__Required action__
Search each line below for "Nowhere", then return the lines where it appears.

Saved entries:
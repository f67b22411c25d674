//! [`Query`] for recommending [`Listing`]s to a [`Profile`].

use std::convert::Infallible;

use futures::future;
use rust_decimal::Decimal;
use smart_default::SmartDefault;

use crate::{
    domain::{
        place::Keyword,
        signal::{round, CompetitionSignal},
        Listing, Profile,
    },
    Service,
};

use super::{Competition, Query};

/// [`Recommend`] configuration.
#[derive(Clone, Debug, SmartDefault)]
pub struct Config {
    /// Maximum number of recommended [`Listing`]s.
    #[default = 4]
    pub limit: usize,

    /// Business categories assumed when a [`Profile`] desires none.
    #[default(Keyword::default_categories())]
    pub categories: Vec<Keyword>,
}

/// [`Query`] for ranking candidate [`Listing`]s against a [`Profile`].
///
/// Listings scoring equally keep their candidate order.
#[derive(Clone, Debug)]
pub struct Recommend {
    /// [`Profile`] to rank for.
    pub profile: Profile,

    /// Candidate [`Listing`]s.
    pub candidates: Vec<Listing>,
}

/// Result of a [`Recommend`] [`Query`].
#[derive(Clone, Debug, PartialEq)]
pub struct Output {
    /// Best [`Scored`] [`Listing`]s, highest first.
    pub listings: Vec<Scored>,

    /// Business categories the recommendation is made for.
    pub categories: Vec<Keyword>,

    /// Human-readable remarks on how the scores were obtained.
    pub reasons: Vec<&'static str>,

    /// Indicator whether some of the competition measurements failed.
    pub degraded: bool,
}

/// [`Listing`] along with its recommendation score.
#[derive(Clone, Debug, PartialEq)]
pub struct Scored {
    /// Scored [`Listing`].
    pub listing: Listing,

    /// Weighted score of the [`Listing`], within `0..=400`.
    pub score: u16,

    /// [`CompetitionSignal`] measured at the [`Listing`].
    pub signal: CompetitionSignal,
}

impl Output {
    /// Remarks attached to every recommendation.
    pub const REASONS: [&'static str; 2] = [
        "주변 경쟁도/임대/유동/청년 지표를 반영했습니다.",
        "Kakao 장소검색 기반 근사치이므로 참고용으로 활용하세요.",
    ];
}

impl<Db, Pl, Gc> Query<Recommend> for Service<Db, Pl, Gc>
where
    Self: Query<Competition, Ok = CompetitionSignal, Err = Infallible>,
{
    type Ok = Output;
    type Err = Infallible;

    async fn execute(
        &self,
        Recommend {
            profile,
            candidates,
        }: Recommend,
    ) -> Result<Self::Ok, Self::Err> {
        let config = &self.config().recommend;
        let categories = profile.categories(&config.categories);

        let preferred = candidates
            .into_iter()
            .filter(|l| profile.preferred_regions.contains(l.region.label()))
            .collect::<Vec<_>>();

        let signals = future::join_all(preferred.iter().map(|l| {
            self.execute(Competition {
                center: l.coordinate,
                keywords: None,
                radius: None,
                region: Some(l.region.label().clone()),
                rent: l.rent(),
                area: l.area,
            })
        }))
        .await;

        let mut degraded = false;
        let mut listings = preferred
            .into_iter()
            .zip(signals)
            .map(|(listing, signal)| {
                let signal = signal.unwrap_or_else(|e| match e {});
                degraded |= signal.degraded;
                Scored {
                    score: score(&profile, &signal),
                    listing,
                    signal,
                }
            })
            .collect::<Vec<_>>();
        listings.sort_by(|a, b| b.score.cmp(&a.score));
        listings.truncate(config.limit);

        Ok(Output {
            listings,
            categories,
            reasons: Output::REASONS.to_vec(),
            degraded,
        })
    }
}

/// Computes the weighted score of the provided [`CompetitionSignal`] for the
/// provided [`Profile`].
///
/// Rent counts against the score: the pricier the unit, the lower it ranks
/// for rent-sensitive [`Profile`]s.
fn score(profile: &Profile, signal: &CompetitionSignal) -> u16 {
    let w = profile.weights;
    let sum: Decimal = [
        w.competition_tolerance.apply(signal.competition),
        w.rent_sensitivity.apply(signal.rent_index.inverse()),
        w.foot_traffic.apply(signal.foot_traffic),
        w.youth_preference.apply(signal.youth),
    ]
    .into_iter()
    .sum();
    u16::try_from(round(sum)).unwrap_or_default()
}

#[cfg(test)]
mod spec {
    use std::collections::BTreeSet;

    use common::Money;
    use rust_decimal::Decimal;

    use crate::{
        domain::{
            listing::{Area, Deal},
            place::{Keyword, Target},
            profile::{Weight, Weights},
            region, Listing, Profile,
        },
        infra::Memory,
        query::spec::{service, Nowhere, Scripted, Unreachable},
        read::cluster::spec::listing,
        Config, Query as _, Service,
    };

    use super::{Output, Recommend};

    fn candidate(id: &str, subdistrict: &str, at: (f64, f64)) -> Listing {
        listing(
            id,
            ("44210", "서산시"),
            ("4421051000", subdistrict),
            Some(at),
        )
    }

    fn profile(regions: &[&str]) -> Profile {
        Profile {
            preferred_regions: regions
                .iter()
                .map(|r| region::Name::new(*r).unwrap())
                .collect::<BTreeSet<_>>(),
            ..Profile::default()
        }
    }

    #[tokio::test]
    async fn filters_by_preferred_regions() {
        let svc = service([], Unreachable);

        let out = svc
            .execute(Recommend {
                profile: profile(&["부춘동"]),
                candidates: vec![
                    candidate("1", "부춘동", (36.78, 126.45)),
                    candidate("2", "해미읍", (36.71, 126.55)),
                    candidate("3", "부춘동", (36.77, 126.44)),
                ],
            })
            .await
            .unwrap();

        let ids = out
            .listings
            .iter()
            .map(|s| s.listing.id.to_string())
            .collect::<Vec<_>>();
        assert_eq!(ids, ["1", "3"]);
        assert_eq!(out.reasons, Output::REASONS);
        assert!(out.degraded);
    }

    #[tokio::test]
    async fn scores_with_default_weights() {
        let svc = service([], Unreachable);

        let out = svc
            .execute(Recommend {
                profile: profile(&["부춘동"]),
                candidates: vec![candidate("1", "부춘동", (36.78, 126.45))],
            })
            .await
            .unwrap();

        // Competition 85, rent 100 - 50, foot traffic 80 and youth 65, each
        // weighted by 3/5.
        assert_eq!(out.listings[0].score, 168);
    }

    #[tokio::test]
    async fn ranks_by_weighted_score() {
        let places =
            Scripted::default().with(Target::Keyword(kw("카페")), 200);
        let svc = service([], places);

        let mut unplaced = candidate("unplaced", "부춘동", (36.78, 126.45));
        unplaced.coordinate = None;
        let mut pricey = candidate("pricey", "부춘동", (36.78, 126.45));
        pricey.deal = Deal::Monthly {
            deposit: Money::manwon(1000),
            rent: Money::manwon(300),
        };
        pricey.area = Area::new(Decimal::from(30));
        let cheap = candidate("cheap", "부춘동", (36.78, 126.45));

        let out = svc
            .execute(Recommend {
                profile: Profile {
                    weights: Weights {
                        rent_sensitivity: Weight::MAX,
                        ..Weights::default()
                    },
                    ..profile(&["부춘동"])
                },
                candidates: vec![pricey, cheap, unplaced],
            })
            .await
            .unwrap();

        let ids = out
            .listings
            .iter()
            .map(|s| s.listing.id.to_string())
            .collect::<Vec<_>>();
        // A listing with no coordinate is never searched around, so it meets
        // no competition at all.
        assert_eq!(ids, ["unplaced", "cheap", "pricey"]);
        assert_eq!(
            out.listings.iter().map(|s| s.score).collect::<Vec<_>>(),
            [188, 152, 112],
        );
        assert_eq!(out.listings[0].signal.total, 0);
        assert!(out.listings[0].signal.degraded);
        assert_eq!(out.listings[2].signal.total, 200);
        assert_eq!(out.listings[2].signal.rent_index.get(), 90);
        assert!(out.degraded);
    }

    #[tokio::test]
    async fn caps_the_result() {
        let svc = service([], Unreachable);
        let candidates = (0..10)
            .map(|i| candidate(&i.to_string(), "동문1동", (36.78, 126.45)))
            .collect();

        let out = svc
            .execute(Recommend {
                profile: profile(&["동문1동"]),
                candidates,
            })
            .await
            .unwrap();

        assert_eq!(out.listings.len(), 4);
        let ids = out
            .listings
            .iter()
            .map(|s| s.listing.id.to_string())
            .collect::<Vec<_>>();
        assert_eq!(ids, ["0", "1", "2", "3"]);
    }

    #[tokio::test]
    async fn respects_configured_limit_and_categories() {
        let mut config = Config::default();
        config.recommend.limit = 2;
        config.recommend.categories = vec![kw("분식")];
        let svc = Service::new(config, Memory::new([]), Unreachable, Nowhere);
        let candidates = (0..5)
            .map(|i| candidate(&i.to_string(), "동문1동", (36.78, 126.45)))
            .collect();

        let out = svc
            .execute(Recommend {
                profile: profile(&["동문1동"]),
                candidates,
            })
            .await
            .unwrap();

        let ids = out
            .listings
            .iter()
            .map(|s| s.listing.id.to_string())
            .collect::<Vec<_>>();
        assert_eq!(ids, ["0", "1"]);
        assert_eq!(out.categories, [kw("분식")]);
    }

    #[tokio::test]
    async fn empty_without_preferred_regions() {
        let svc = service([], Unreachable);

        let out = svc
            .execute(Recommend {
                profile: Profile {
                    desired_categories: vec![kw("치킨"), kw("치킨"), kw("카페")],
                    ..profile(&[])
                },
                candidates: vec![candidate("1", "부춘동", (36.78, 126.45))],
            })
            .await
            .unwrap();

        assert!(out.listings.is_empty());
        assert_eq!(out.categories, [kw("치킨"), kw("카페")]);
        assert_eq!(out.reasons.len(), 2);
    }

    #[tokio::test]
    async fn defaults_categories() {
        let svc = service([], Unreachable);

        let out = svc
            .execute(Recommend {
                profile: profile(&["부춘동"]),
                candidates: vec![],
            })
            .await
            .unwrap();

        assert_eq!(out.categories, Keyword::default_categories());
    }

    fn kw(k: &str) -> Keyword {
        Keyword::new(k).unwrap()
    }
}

__Answer space__
        query::spec::{service, Nowhere, Scripted, Unreachable},
        let svc = Service::new(config, Memory::new([]), Unreachable, Nowhere);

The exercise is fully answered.